India: Liquidity withdrawal expected as RBI hike rates on 7 Jun 22

  • Measures to tighten liquidity are expected to accompany a rise in Indian interest rates on 7 Jun 22, adding upward pressure to bond yields and increasing the need for central bank measures to support government borrowing.
  • The rise in interest rates is not in doubt, because the governor of the Reserve Bank of India (RBI) said on 23 May 22 that the decision would be a “no brainer”.
  • Economists polled by Reuters expect a rise of 25 to 75 basis points. It will follow a 40-basis-point rise in May 22 that kicked off the central bank’s tightening cycle, which economists expect to be relatively short.
  • The market is pricing in an increase of about 50 basis points on 7 Jun 22. Analysts also expect the RBI to reduce liquidity, reinforcing its fight against inflation and extending its effort to return monetary conditions to what they were like before the pandemic prompted radical action to stimulate the economy.
  • Radhika Rao, senior economist at DBS said: “Further CRR increases are on the cards to lower the liquidity surplus and aid transmission” – that is, to assist rises in interest rates to affect the economy.
  • Tighter liquidity will add upward pressure to bond yields.
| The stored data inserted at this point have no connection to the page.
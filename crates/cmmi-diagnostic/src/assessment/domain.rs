use serde::{Deserialize, Serialize};

/// Compliance percentage at or above which a category counts as implemented.
pub const IMPLEMENTED_THRESHOLD: f64 = 80.0;
/// Compliance percentage at or above which a category counts as partially implemented.
pub const PARTIAL_THRESHOLD: f64 = 50.0;

/// Closed set of answers a respondent can give to a rubric question.
#[derive(Debug, Clone, Copy, PartialEq, Eq, Hash, Serialize, Deserialize)]
#[serde(rename_all = "snake_case", try_from = "String")]
pub enum Answer {
    Yes,
    Partial,
    No,
}

impl Answer {
    pub const fn ordered() -> [Self; 3] {
        [Self::Yes, Self::Partial, Self::No]
    }

    /// Fixed weight contributed to the category average.
    pub const fn weight(self) -> f64 {
        match self {
            Self::Yes => 1.0,
            Self::Partial => 0.5,
            Self::No => 0.0,
        }
    }

    pub const fn label(self) -> &'static str {
        match self {
            Self::Yes => "Yes",
            Self::Partial => "Partial",
            Self::No => "No",
        }
    }

    pub const fn is_satisfactory(self) -> bool {
        matches!(self, Self::Yes)
    }

    /// Translates a presentation-layer token (menu digit, radio value, or word) into an answer.
    pub fn from_token(token: &str) -> Result<Self, AssessmentError> {
        let trimmed = token.trim();
        match trimmed.to_lowercase().as_str() {
            "yes" | "y" | "1" | "si" | "sí" => Ok(Self::Yes),
            "partial" | "p" | "parcial" | "2" => Ok(Self::Partial),
            "no" | "n" | "3" => Ok(Self::No),
            _ => Err(AssessmentError::InvalidAnswer {
                token: trimmed.to_string(),
            }),
        }
    }
}

impl TryFrom<String> for Answer {
    type Error = AssessmentError;

    fn try_from(value: String) -> Result<Self, Self::Error> {
        Self::from_token(&value)
    }
}

/// Maturity classification derived from a compliance percentage.
#[derive(Debug, Clone, Copy, PartialEq, Eq, Hash, PartialOrd, Ord, Serialize, Deserialize)]
#[serde(rename_all = "snake_case")]
pub enum Tier {
    Deficient,
    PartiallyImplemented,
    Implemented,
}

impl Tier {
    pub const fn ordered() -> [Self; 3] {
        [Self::Implemented, Self::PartiallyImplemented, Self::Deficient]
    }

    pub fn from_percentage(percentage: f64) -> Self {
        if percentage >= IMPLEMENTED_THRESHOLD {
            Self::Implemented
        } else if percentage >= PARTIAL_THRESHOLD {
            Self::PartiallyImplemented
        } else {
            Self::Deficient
        }
    }

    pub const fn label(self) -> &'static str {
        match self {
            Self::Implemented => "Implemented",
            Self::PartiallyImplemented => "Partially implemented",
            Self::Deficient => "Deficient",
        }
    }
}

/// Named group of questions (a Key Process Area).
#[derive(Debug, Clone, PartialEq, Eq, Serialize, Deserialize)]
pub struct Category {
    pub name: String,
    pub questions: Vec<String>,
}

impl Category {
    pub fn new<N, I, Q>(name: N, questions: I) -> Self
    where
        N: Into<String>,
        I: IntoIterator<Item = Q>,
        Q: Into<String>,
    {
        Self {
            name: name.into(),
            questions: questions.into_iter().map(Into::into).collect(),
        }
    }

    /// Looks up a question by its 1-based position.
    pub fn question(&self, position: usize) -> Option<&str> {
        position
            .checked_sub(1)
            .and_then(|index| self.questions.get(index))
            .map(String::as_str)
    }

    pub fn len(&self) -> usize {
        self.questions.len()
    }

    pub fn is_empty(&self) -> bool {
        self.questions.is_empty()
    }
}

/// A question paired with the answer it received.
#[derive(Debug, Clone, PartialEq, Serialize)]
pub struct AnsweredQuestion {
    pub position: usize,
    pub question: String,
    pub answer: Answer,
    pub answer_label: &'static str,
    pub weight: f64,
}

impl AnsweredQuestion {
    pub fn new(position: usize, question: impl Into<String>, answer: Answer) -> Self {
        Self {
            position,
            question: question.into(),
            answer,
            answer_label: answer.label(),
            weight: answer.weight(),
        }
    }
}

/// Outcome of scoring a single category.
#[derive(Debug, Clone, PartialEq, Serialize)]
pub struct CategoryResult {
    pub category: String,
    pub answers: Vec<AnsweredQuestion>,
    pub percentage: f64,
    pub tier: Tier,
    pub tier_label: &'static str,
    pub recommendations: Vec<String>,
}

/// Answers collected for one category, aligned with its question order.
#[derive(Debug, Clone, PartialEq, Eq, Serialize, Deserialize)]
pub struct CategoryAnswers {
    pub category: String,
    pub answers: Vec<Answer>,
}

impl CategoryAnswers {
    pub fn new(category: impl Into<String>, answers: Vec<Answer>) -> Self {
        Self {
            category: category.into(),
            answers,
        }
    }
}

/// Ordered batch of category answers submitted for a single assessment run.
#[derive(Debug, Clone, Default, PartialEq, Eq, Serialize, Deserialize)]
#[serde(transparent)]
pub struct AnswerSheet {
    entries: Vec<CategoryAnswers>,
}

impl AnswerSheet {
    pub fn new() -> Self {
        Self::default()
    }

    pub fn with_category(mut self, category: impl Into<String>, answers: Vec<Answer>) -> Self {
        self.push(category, answers);
        self
    }

    pub fn push(&mut self, category: impl Into<String>, answers: Vec<Answer>) {
        self.entries.push(CategoryAnswers::new(category, answers));
    }

    pub fn entries(&self) -> &[CategoryAnswers] {
        &self.entries
    }

    pub fn len(&self) -> usize {
        self.entries.len()
    }

    pub fn is_empty(&self) -> bool {
        self.entries.is_empty()
    }
}

impl From<Vec<CategoryAnswers>> for AnswerSheet {
    fn from(entries: Vec<CategoryAnswers>) -> Self {
        Self { entries }
    }
}

/// Contract violations raised by the scoring engine.
#[derive(Debug, Clone, PartialEq, Eq, thiserror::Error)]
pub enum AssessmentError {
    #[error("invalid answer '{token}': expected yes, partial or no")]
    InvalidAnswer { token: String },
    #[error("category '{category}' has no questions to score")]
    EmptyCategory { category: String },
    #[error("category '{category}' is not part of the rubric")]
    UnknownCategory { category: String },
    #[error("category '{category}' expects {expected} answers, found {found}")]
    AnswerCountMismatch {
        category: String,
        expected: usize,
        found: usize,
    },
}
The benchmark 10-year yield has already risen more than 100 basis points in 2022, driven higher by global oil prices and rising expectations for short-term interest rates.
  • “Asset purchases through G-SAP (the government securities acquisition program) could be reintroduced if the central bank felt this was warranted to contain fiscal risks,” said Shilan Shah, senior India economist at Capital Economics.
  • Bond traders will look for clarity from Das on specific steps the central bank plans to undertake to keep the government’s borrowing costs down. The 10-year bond yields touched 7.5% on 6 Jun 22, for the first time since 2019.
  • The market is also worried about extra borrowing after the government’s fiscal package, but the current inflationary and liquidity backdrop may not allow the RBI to conduct any immediate secondary market bond purchases, said Citibank’s analysts including Samiran Chakraborty, who said the 10-year bond yields may approach 8%.
  • “The bond market is already positioned for front-loaded rate hikes,” said Pankaj Pathak, fixed-income fund manager at Quantum Asset Management Co. Any smaller rate hike than the expected 40-50 basis points will be a “positive surprise,” leading to marginal softening of short-term bond yields.